Page 2 of 2Packing Your Lunch
While brown bagging is great for your wallet—and can help you avoid empty calories, sodium and fat from fast food havens—the lunch meat in your sandwich may contain nitrates, another migraine trigger. Check labels for this ingredient as you shop, and search for "nitrate-free" versions of sliced meats, bacon, hot dogs, sausage and other processed meats. Ready to experiment? Try a soy-based meat replacement or craft your sandwich from fresh roasted turkey or chicken—not the packaged deli slices. Get more healthy lunch ideas.
Hitting the Gym
Regular exercise can help prevent chronic illness, boost your mood and lengthen your lifespan, among a host of other benefits. But while consistent sweat sessions are great for you, they can also trigger head pain if you've increased your workout intensity quickly, worked very intensely or become dehydrated. Overall, regular exercise has been shown to help diminish recurrent headaches, so don't limit your trips to the gym. Instead, keep an eye on your fluid intake, especially when increasing the length or intensity of your sessions.
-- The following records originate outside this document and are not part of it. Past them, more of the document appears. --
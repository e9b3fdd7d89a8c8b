//! Network builder.
//!
//! `CascadeBuilder` collects a [`CascadeConfig`] and then draws the initial weights.
//! The network shape is not part of the builder; it is chosen by the const parameters
//! of the `build_*` call (or inferred from the binding's type).

use rand::rngs::StdRng;
use rand::{Rng, SeedableRng};

use crate::{Activation, CascadeConfig, CascadeNetwork, GradientPolicy, Normalization, Result};

#[derive(Debug, Clone, Default)]
/// Builder for a `CascadeNetwork`.
///
/// Example:
///
/// ```rust
/// use cascade_net::{Activation, CascadeBuilder, CascadeNetwork, Normalization};
///
/// # fn main() -> cascade_net::Result<()> {
/// let net: CascadeNetwork<2, 1, 3, 5> = CascadeBuilder::new()
///     .activation(Activation::LeakyRectifier { alpha: 0.01 })?
///     .normalization(Normalization::Stable)
///     .build_with_seed(0)?;
/// # let _ = net;
/// # Ok(())
/// # }
/// ```
pub struct CascadeBuilder {
    config: CascadeConfig,
}

impl CascadeBuilder {
    pub fn new() -> Self {
        Self::default()
    }

    /// Start from an existing configuration.
    pub fn from_config(config: CascadeConfig) -> Result<Self> {
        config.validate()?;
        Ok(Self { config })
    }

    /// Set the neuron activation.
    pub fn activation(mut self, activation: Activation) -> Result<Self> {
        activation.validate()?;
        self.config.activation = activation;
        Ok(self)
    }

    pub fn normalization(mut self, normalization: Normalization) -> Self {
        self.config.normalization = normalization;
        self
    }

    pub fn gradient_policy(mut self, gradient: GradientPolicy) -> Self {
        self.config.gradient = gradient;
        self
    }

    /// Build using a deterministic seed.
    pub fn build_with_seed<
        const NUM_INPUT: usize,
        const NUM_ONES: usize,
        const NUM_OUTPUT: usize,
        const NUM_NEURONS: usize,
    >(
        self,
        seed: u64,
    ) -> Result<CascadeNetwork<NUM_INPUT, NUM_ONES, NUM_OUTPUT, NUM_NEURONS>> {
        let mut rng = StdRng::seed_from_u64(seed);
        self.build_with_rng(&mut rng)
    }

    /// Build using the provided RNG.
    pub fn build_with_rng<
        const NUM_INPUT: usize,
        const NUM_ONES: usize,
        const NUM_OUTPUT: usize,
        const NUM_NEURONS: usize,
        R: Rng + ?Sized,
    >(
        self,
        rng: &mut R,
    ) -> Result<CascadeNetwork<NUM_INPUT, NUM_ONES, NUM_OUTPUT, NUM_NEURONS>> {
        self.config.validate()?;
        Ok(CascadeNetwork::with_config_and_rng(self.config, rng))
    }
}

#[cfg(test)]
mod tests {
    use super::*;

    #[test]
    fn builder_applies_config() {
        let net: CascadeNetwork<2, 1, 1, 3> = CascadeBuilder::new()
            .activation(Activation::ElliotSig)
            .unwrap()
            .normalization(Normalization::Stable)
            .gradient_policy(GradientPolicy::Overwrite)
            .build_with_seed(0)
            .unwrap();

        let cfg = net.config();
        assert_eq!(cfg.activation, Activation::ElliotSig);
        assert_eq!(cfg.normalization, Normalization::Stable);
        assert_eq!(cfg.gradient, GradientPolicy::Overwrite);
    }

    #[test]
    fn builder_rejects_invalid_activation() {
        assert!(
            CascadeBuilder::new()
                .activation(Activation::LeakyRectifier { alpha: f32::NAN })
                .is_err()
        );
        assert!(
            CascadeBuilder::from_config(CascadeConfig {
                activation: Activation::LeakyRectifier { alpha: -0.5 },
                ..CascadeConfig::default()
            })
            .is_err()
        );
    }

    #[test]
    fn builder_seed_matches_direct_constructor() {
        let built: CascadeNetwork<3, 1, 2, 4> = CascadeBuilder::new().build_with_seed(42).unwrap();
        let direct = CascadeNetwork::<3, 1, 2, 4>::new_with_seed(42);
        assert_eq!(built.weights(), direct.weights());
    }
}
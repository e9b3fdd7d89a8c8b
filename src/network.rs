//! The cascade network.
//!
//! In a cascade every upstream neuron feeds every downstream neuron. Neuron `n` receives
//! all raw inputs, all bias units and the activations of neurons `0..n`; each neuron is,
//! in effect, a single-unit layer of its own. The last `NUM_OUTPUT` neurons are the
//! outputs.
//!
//! Weights are packed neuron by neuron into one flat vector (see [`Window`]). The hot
//! path (`forward`, `normalize_outputs`, `backward`) works entirely inside a caller-owned
//! [`ActivationBuffer`] and never allocates.

use std::fmt;
use std::ops::{Index, IndexMut};

use rand::distributions::{Distribution, Uniform};
use rand::rngs::StdRng;
use rand::{Rng, SeedableRng};

use crate::activation::{fabs_branchless, normalized_exponential_delta};
use crate::kernel::dot_f32;
use crate::shape::{Shape, Window};
use crate::{ActivationBuffer, CascadeConfig, Error, Result};

/// Fixed scale applied to every neuron's net input before activation.
pub const NET_SCALE: f32 = 0.25;

/// Packed weights and runtime policy of one cascade; evaluation state lives in an [`ActivationBuffer`].
#[derive(Debug, Clone)]
pub struct CascadeNetwork<
    const NUM_INPUT: usize,
    const NUM_ONES: usize,
    const NUM_OUTPUT: usize,
    const NUM_NEURONS: usize,
> {
    weights: Vec<f32>,
    windows: [Window; NUM_NEURONS],
    config: CascadeConfig,
}

impl<const NUM_INPUT: usize, const NUM_ONES: usize, const NUM_OUTPUT: usize, const NUM_NEURONS: usize>
    CascadeNetwork<NUM_INPUT, NUM_ONES, NUM_OUTPUT, NUM_NEURONS>
{
    pub const WEIGHT_COUNT: usize = Shape::<NUM_INPUT, NUM_ONES, NUM_OUTPUT, NUM_NEURONS>::WEIGHT_COUNT;
    pub const TOTAL_ACTIVATIONS: usize =
        Shape::<NUM_INPUT, NUM_ONES, NUM_OUTPUT, NUM_NEURONS>::TOTAL_ACTIVATIONS;

    pub fn new_with_seed(seed: u64) -> Self {
        let mut rng = StdRng::seed_from_u64(seed);
        Self::new_with_rng(&mut rng)
    }

    /// Draw every weight independently from `[-1 + eps, 1 - eps]`, strictly inside `(-1, 1)`.
    pub fn new_with_rng<R: Rng + ?Sized>(rng: &mut R) -> Self {
        Self::with_config_and_rng(CascadeConfig::default(), rng)
    }

    /// `config` must already be validated.
    pub(crate) fn with_config_and_rng<R: Rng + ?Sized>(config: CascadeConfig, rng: &mut R) -> Self {
        let () = Shape::<NUM_INPUT, NUM_ONES, NUM_OUTPUT, NUM_NEURONS>::VALID;

        let dist = Uniform::new_inclusive(-1.0 + f32::EPSILON, 1.0 - f32::EPSILON);
        let weights = (0..Self::WEIGHT_COUNT).map(|_| dist.sample(rng)).collect();

        log::debug!(
            "initialized cascade network: inputs={NUM_INPUT} ones={NUM_ONES} outputs={NUM_OUTPUT} neurons={NUM_NEURONS} weights={}",
            Self::WEIGHT_COUNT
        );

        Self {
            weights,
            windows: Shape::<NUM_INPUT, NUM_ONES, NUM_OUTPUT, NUM_NEURONS>::windows(),
            config,
        }
    }

    /// Rebuild a network from a persisted weight vector.
    ///
    /// The vector must hold exactly `WEIGHT_COUNT` finite values in neuron order.
    pub fn from_weights(config: CascadeConfig, weights: Vec<f32>) -> Result<Self> {
        let () = Shape::<NUM_INPUT, NUM_ONES, NUM_OUTPUT, NUM_NEURONS>::VALID;

        config.validate()?;
        if weights.len() != Self::WEIGHT_COUNT {
            log::warn!(
                "rejected weight vector of length {} (expected {})",
                weights.len(),
                Self::WEIGHT_COUNT
            );
            return Err(Error::InvalidShape(format!(
                "weights length {} does not match network weight count {}",
                weights.len(),
                Self::WEIGHT_COUNT
            )));
        }
        if weights.iter().any(|w| !w.is_finite()) {
            log::warn!("rejected weight vector containing non-finite values");
            return Err(Error::InvalidData(
                "weights must contain only finite values".to_owned(),
            ));
        }

        log::debug!(
            "restored cascade network: neurons={NUM_NEURONS} weights={}",
            Self::WEIGHT_COUNT
        );

        Ok(Self {
            weights,
            windows: Shape::<NUM_INPUT, NUM_ONES, NUM_OUTPUT, NUM_NEURONS>::windows(),
            config,
        })
    }

    #[inline]
    pub fn config(&self) -> &CascadeConfig {
        &self.config
    }

    #[inline]
    pub fn weights(&self) -> &[f32] {
        &self.weights
    }

    #[inline]
    pub fn weights_mut(&mut self) -> &mut [f32] {
        &mut self.weights
    }

    /// Connectivity table, one entry per neuron.
    #[inline]
    pub fn windows(&self) -> &[Window; NUM_NEURONS] {
        &self.windows
    }

    /// Weights of neuron `n`, ordered like the first `INPUT_ZONE_END + n` activations.
    #[inline]
    pub fn neuron_weights(&self, n: usize) -> &[f32] {
        &self.weights[self.windows[n].range()]
    }

    /// Allocate a fresh activation buffer for this shape.
    pub fn scratch(&self) -> ActivationBuffer<NUM_INPUT, NUM_ONES, NUM_OUTPUT, NUM_NEURONS> {
        ActivationBuffer::new()
    }

    /// Forward pass.
    ///
    /// Reads the input and bias zones of `buffer`, fills the hidden and output zones in
    /// neuron order and returns the output zone. Each neuron takes the dot product of its
    /// weight window with every activation before it, scales it by [`NET_SCALE`] and
    /// applies the configured activation.
    pub fn forward<'a>(
        &self,
        buffer: &'a mut ActivationBuffer<NUM_INPUT, NUM_ONES, NUM_OUTPUT, NUM_NEURONS>,
    ) -> &'a [f32] {
        debug_assert_eq!(self.weights.len(), Self::WEIGHT_COUNT);

        let activation = self.config.activation;
        let all = buffer.all_mut();
        for window in &self.windows {
            let (history, rest) = all.split_at_mut(window.len);
            let net = dot_f32(history, &self.weights[window.range()]) * NET_SCALE;
            rest[0] = activation.forward(net);
        }
        buffer.output()
    }

    /// Normalize the output zone in place with the configured [`Normalization`](crate::Normalization).
    #[inline]
    pub fn normalize_outputs(
        &self,
        buffer: &mut ActivationBuffer<NUM_INPUT, NUM_ONES, NUM_OUTPUT, NUM_NEURONS>,
    ) {
        self.config.normalization.apply(buffer.output_mut());
    }

    /// Backward pass; returns the summed absolute output error.
    ///
    /// Walks the output zone in reverse against `desired`, writing
    /// `normalized_exponential_delta(actual - desired)` into each slot, then walks the
    /// hidden zone in reverse writing the activation derivative of each cached hidden
    /// activation. Slots are accumulated into or overwritten per the configured
    /// [`GradientPolicy`](crate::GradientPolicy). No weights are touched.
    ///
    /// Call after `forward` (and optionally `normalize_outputs`) on the same buffer.
    pub fn backward(
        &self,
        buffer: &mut ActivationBuffer<NUM_INPUT, NUM_ONES, NUM_OUTPUT, NUM_NEURONS>,
        desired: &[f32; NUM_OUTPUT],
    ) -> f32 {
        let policy = self.config.gradient;
        let activation = self.config.activation;

        let mut error = 0.0_f32;
        for (slot, &target) in buffer.output_mut().iter_mut().rev().zip(desired.iter().rev()) {
            let delta = normalized_exponential_delta(*slot - target);
            policy.apply(slot, delta);
            error += fabs_branchless(delta);
        }

        for slot in buffer.hidden_mut().iter_mut().rev() {
            let delta = activation.derivative(*slot);
            policy.apply(slot, delta);
        }

        error
    }
}

impl<const NUM_INPUT: usize, const NUM_ONES: usize, const NUM_OUTPUT: usize, const NUM_NEURONS: usize>
    Index<usize> for CascadeNetwork<NUM_INPUT, NUM_ONES, NUM_OUTPUT, NUM_NEURONS>
{
    type Output = f32;

    #[inline]
    fn index(&self, idx: usize) -> &f32 {
        &self.weights[idx]
    }
}

impl<const NUM_INPUT: usize, const NUM_ONES: usize, const NUM_OUTPUT: usize, const NUM_NEURONS: usize>
    IndexMut<usize> for CascadeNetwork<NUM_INPUT, NUM_ONES, NUM_OUTPUT, NUM_NEURONS>
{
    #[inline]
    fn index_mut(&mut self, idx: usize) -> &mut f32 {
        &mut self.weights[idx]
    }
}

/// Whitespace-separated weights, newline terminated. Diagnostic only.
impl<const NUM_INPUT: usize, const NUM_ONES: usize, const NUM_OUTPUT: usize, const NUM_NEURONS: usize>
    fmt::Display for CascadeNetwork<NUM_INPUT, NUM_ONES, NUM_OUTPUT, NUM_NEURONS>
{
    fn fmt(&self, f: &mut fmt::Formatter<'_>) -> fmt::Result {
        for w in &self.weights {
            write!(f, "{w} ")?;
        }
        writeln!(f)
    }
}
Headaches are a nuisance to some and a truly debilitating health conditions for others. Treatment can take time, because many of the successful prevention strategies rely on careful trial and error. If your headaches are migraines, dietary triggers may be a key, whereas other types of headaches may be more likely to be triggered by dehydration, tension and other habits. Not sure? If headaches persist, be sure to speak with your physician.